The ViaSat-1 satellite, gen 1 technology supporting the aforementioned US carriers today, “was a capacity play; nobody believed you could cram that much into a space platform. ViaSat-2 is a coverage play so you don’t have to have that trade-off between the coverage and capacity, as it will have twice the capacity and seven times the coverage; and ViaSat-3 will be more towards visible earth type coverage,” says ViaSat director Don Buchman. In contrast, the Ku inflight connectivity camp – Panasonic Avionics, Gogo and Global Eagle – first pursued a coverage play, opting for the near global availability of broadbeam Ku satellites. The launch of Ku High Throughput Satellites (HTS) – starting with Intelsat 29e in January – promise to offer a step change in bandwidth delivery.

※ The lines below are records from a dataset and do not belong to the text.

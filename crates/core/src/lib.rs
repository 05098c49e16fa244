#![warn(clippy::all, missing_docs)]

//! Core domain logic for the RMMVZ project launcher.
//!
//! This crate hosts the project marker store, game-folder probing,
//! external tool invocation and the create/open/import/build workflows
//! used by the terminal UI and any future frontends.

pub mod config;
pub mod dialog;
pub mod error;
pub mod events;
pub mod marker;
pub mod models;
pub mod project;
pub mod tools;
pub mod workflow;

pub use config::AppConfig;
pub use dialog::{ChannelPrompter, DialogRequest, Prompter, RetryChoice};
pub use error::{LaunchError, ToolStage};
pub use events::{LauncherCommand, LauncherEvent, StartChoice};
pub use marker::{MarkerError, ProjectMarker};
pub use models::{BuildStatus, GameFolder, ImportStatus, ProjectState};
pub use tools::{BuildOutput, SystemToolchain, ToolError, Toolchain};
pub use workflow::Launcher;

But because it went big and bold on a US regional scale first, ViaSat is currently on fire from a #PaxEx perspective. Exede can support on-demand streaming media service partnerships for airlines (Amazon Prime on JetBlue; Netflix on Virgin America), and is generating buzz in the press and talkability among tech-savvy travelers. Which, from an industry perspective, begs the question – where does this leave Thales, which is technically lead on both the United and JetBlue contracts? Some years ago, late-to-the-connectivity-party JetBlue had a choice of service, and chose ViaSat Exede. But the carrier brought in its seatback television subsidiary LiveTV to be the integrator on the project and contribute what ViaSat was clearly lacking at the time (and still lacks to a point, pending completion of certification work on various aircraft types). Industry observers have long wondered if JetBlue made the strategic decision to appoint LiveTV as firm lead on the contract pre-sale (and they’ve long suggested that Global Eagle made an 11th hour bid on LiveTV, driving the price up by $100 million). Whatever the case, many stakeholders saw $400 million as a stunning price for Thales to pay considering that connectivity on JetBlue and indeed United is supported by Exede and the fact that ViaSat had made known its desire to go direct as inflight ISP (as it is now doing for Virgin America).
Setting a clear industry standard by offering free streaming-class Internet on board, JetBlue doesn’t generally mention either partner when boasting about its Fly-Fi-branded product in press releases. ViaSat and Thales toot their own horns in the press and on social media.